Dad had just crested the top of the hill before heading downwards when I saw his brake lights come on. Just as I was about to tap my brakes I crested the hill and saw a state trooper car at the bottom of the hill in the median with its lights blinking. I immediately assumed there was an accident ahead. I put my foot on the brake pedal and within a second or two I found myself spinning. The whole car was rotating as it slid down the hill. I was so disoriented, I didn’t really comprehend what was happening until later.
My dad later told me that he saw me in his rearview mirror and said to my mom, “Well, would you look at Randy spinning down the hill.” My mom turned around to look and then became hysterical. Dad told me that I spun around at least six times.
Well, as you might have guessed, there was ice on the road. The downhill slope was in the shade, so the sun had not been able to melt it away. Fortunately my dad noticed the ice just before he ran over it and let his foot off the brake. I was not so fortunate. With the combination of seeing my dad’s brake lights and the state trooper’s lights, I had run over the ice before I noticed it.

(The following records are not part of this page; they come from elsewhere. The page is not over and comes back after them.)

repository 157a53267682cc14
mod common;
mod scoring;
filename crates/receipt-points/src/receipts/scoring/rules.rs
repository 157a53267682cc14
use chrono::{Datelike, NaiveDate, NaiveTime, Timelike};
use serde::{Deserialize, Serialize};
use tracing::warn;

use super::amount::{Amount, AmountError};
use crate::receipts::domain::Item;

const ROUND_DOLLAR_SUFFIX: &str = ".00";
const ROUND_DOLLAR_POINTS: u64 = 50;
const QUARTER_CENTS: i128 = 25;
const QUARTER_MULTIPLE_POINTS: u64 = 25;
const ITEM_PAIR_POINTS: u64 = 5;
const DESCRIPTION_LENGTH_MULTIPLE: usize = 3;
const ODD_DAY_POINTS: u64 = 6;
const AFTERNOON_START_HOUR: u32 = 14;
const AFTERNOON_END_HOUR: u32 = 16;
const AFTERNOON_POINTS: u64 = 10;

/// Identifies the independent criteria that make up a receipt's score.
#[derive(Debug, Clone, Copy, PartialEq, Eq, Hash, Serialize, Deserialize)]
#[serde(rename_all = "snake_case")]
pub enum RuleKind {
    RetailerName,
    RoundDollarTotal,
    QuarterMultipleTotal,
    ItemPairs,
    ItemDescriptions,
    OddPurchaseDay,
    AfternoonPurchaseTime,
}

impl RuleKind {
    pub const ALL: [RuleKind; 7] = [
        RuleKind::RetailerName,
        RuleKind::RoundDollarTotal,
        RuleKind::QuarterMultipleTotal,
        RuleKind::ItemPairs,
        RuleKind::ItemDescriptions,
        RuleKind::OddPurchaseDay,
        RuleKind::AfternoonPurchaseTime,
    ];

    pub fn label(&self) -> &'static str {
        match self {
            RuleKind::RetailerName => "retailer name",
            RuleKind::RoundDollarTotal => "round dollar total",
            RuleKind::QuarterMultipleTotal => "quarter multiple total",
            RuleKind::ItemPairs => "item pairs",
            RuleKind::ItemDescriptions => "item descriptions",
            RuleKind::OddPurchaseDay => "odd purchase day",
            RuleKind::AfternoonPurchaseTime => "afternoon purchase time",
        }
    }
}

/// A sub-field the owning rule could not interpret. Never fatal to scoring.
#[derive(Debug, Clone, PartialEq, thiserror::Error)]
pub enum RuleError {
    #[error("total '{value}' is not a decimal amount: {source}")]
    Total { value: String, source: AmountError },
    #[error("price '{value}' is not a decimal amount: {source}")]
    Price { value: String, source: AmountError },
    #[error("purchase date '{value}' is not YYYY-MM-DD: {source}")]
    PurchaseDate {
        value: String,
        source: chrono::ParseError,
    },
    #[error("purchase time '{value}' is not HH:MM: {source}")]
    PurchaseTime {
        value: String,
        source: chrono::ParseError,
    },
}

pub(crate) struct Award {
    pub points: u64,
    pub notes: String,
}

impl Award {
    fn new(points: u64, notes: impl Into<String>) -> Self {
        Self {
            points,
            notes: notes.into(),
        }
    }
}

pub(crate) fn retailer_name(retailer: &str) -> Award {
    let count = retailer
        .chars()
        .filter(|ch| ch.is_ascii_alphanumeric())
        .count() as u64;
    Award::new(count, format!("{count} alphanumeric character(s) in retailer"))
}

pub(crate) fn round_dollar_total(total: &str) -> Award {
    if total.ends_with(ROUND_DOLLAR_SUFFIX) {
        Award::new(ROUND_DOLLAR_POINTS, format!("total {total} is a round dollar amount"))
    } else {
        Award::new(0, format!("total {total} has cents"))
    }
}

pub(crate) fn quarter_multiple_total(total: &str) -> Result<Award, RuleError> {
    let cents = total
        .parse::<Amount>()
        .and_then(|amount| amount.cents())
        .map_err(|source| RuleError::Total {
            value: total.to_string(),
            source,
        })?;

    if cents % QUARTER_CENTS == 0 {
        Ok(Award::new(
            QUARTER_MULTIPLE_POINTS,
            format!("total {total} is a multiple of 0.25"),
        ))
    } else {
        Ok(Award::new(0, format!("total {total} is not a multiple of 0.25")))
    }
}

pub(crate) fn item_pairs(items: &[Item]) -> Award {
    let pairs = (items.len() / 2) as u64;
    Award::new(
        pairs * ITEM_PAIR_POINTS,
        format!("{pairs} pair(s) across {} item(s)", items.len()),
    )
}

pub(crate) fn item_descriptions(items: &[Item]) -> Award {
    let mut points = 0;
    let mut qualifying = 0;

    for (index, item) in items.iter().enumerate() {
        match item_description(item) {
            Ok(Some(bonus)) => {
                qualifying += 1;
                points += bonus;
            }
            Ok(None) => {}
            Err(error) => {
                warn!(
                    rule = RuleKind::ItemDescriptions.label(),
                    item = index,
                    %error,
                    "item skipped"
                );
            }
        }
    }

    Award::new(
        points,
        format!("{qualifying} item(s) with description length divisible by 3"),
    )
}

/// `None` when the trimmed description length is not a multiple of three.
fn item_description(item: &Item) -> Result<Option<u64>, RuleError> {
    // Byte length of the trimmed text; an empty description counts as a multiple.
    let trimmed = item.short_description.trim();
    if trimmed.len() % DESCRIPTION_LENGTH_MULTIPLE != 0 {
        return Ok(None);
    }

    let price: Amount = item.price.parse().map_err(|source| RuleError::Price {
        value: item.price.clone(),
        source,
    })?;

    Ok(Some(price.ceil_fraction(1, 5)))
}

pub(crate) fn odd_purchase_day(purchase_date: &str) -> Result<Award, RuleError> {
    let date = NaiveDate::parse_from_str(purchase_date, "%Y-%m-%d").map_err(|source| {
        RuleError::PurchaseDate {
            value: purchase_date.to_string(),
            source,
        }
    })?;

    if date.day() % 2 == 1 {
        Ok(Award::new(ODD_DAY_POINTS, format!("day {} is odd", date.day())))
    } else {
        Ok(Award::new(0, format!("day {} is even", date.day())))
    }
}

pub(crate) fn afternoon_purchase_time(purchase_time: &str) -> Result<Award, RuleError> {
    let time = NaiveTime::parse_from_str(purchase_time, "%H:%M").map_err(|source| {
        RuleError::PurchaseTime {
            value: purchase_time.to_string(),
            source,
        }
    })?;

    if (AFTERNOON_START_HOUR..AFTERNOON_END_HOUR).contains(&time.hour()) {
        Ok(Award::new(
            AFTERNOON_POINTS,
            format!("purchased at {purchase_time}, between 14:00 and 16:00"),
        ))
    } else {
        Ok(Award::new(
            0,
            format!("purchased at {purchase_time}, outside 14:00 to 16:00"),
        ))
    }
}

Anyway, after six-plus spins down the hill, I came to a stop. Surprisingly, I was still in my own lane, but facing backwards. I saw another vehicle heading down the hill in the other lane and at first was concerned that he would lose control and run into me. But he didn’t. He kept a steady pace and passed me by safely.
After just sitting there for a while attempting to recover from my dizziness, I slowly proceeded to turn the car around and head on down the rest of the hill. As it turned out, there was no accident at the bottom as I had suspected. The state trooper had his car in the median with the lights blinking. The trooper himself was leaning against his car with his hat and sunglasses on. I felt a bit embarrassed by what had happened to me, so I rolled my window down and said to the trooper as I passed him, “It’s kinda rough through here.”
The trooper didn’t respond in any way. He just stood there staring at me with no change in his facial expression, which was stone-faced. Even though I couldn’t see his eyes behind the sunglasses, I could feel his stare shooting through me. I just rolled my window up and kept driving. Dad had stopped on the land bridge over the creek and was waiting. I pulled up beside him and we quickly discussed whether or not we should try to make it all the way to Louisville since some of the roads were obviously not clear of ice yet. We decided to drive over to an aunt and uncle’s house and spend the night instead. The next day, New Year’s Day, we made our way safely on to Louisville.
For the next few days, I thought about this incident often. I was amazed that my car had stayed in its own lane while spinning down the hill rather than sliding off the road. However that happened, I was thankful. But then I began to wonder why the state trooper had been at the bottom of the hill with his emergency lights blinking when there was no accident. I originally thought he was there to warn other drivers of the ice on the road, but then realized that that made no sense. It would have been better for him to station himself at the top of the hill so as to slow down traffic before getting to the ice. When I realized this, I began to get a bit angry at the trooper. But then I realized that perhaps he had slid down the hill as well and had ended up in the median and was waiting for assistance when I showed up. I like to give people the benefit of a doubt, so I’ll go with that scenario.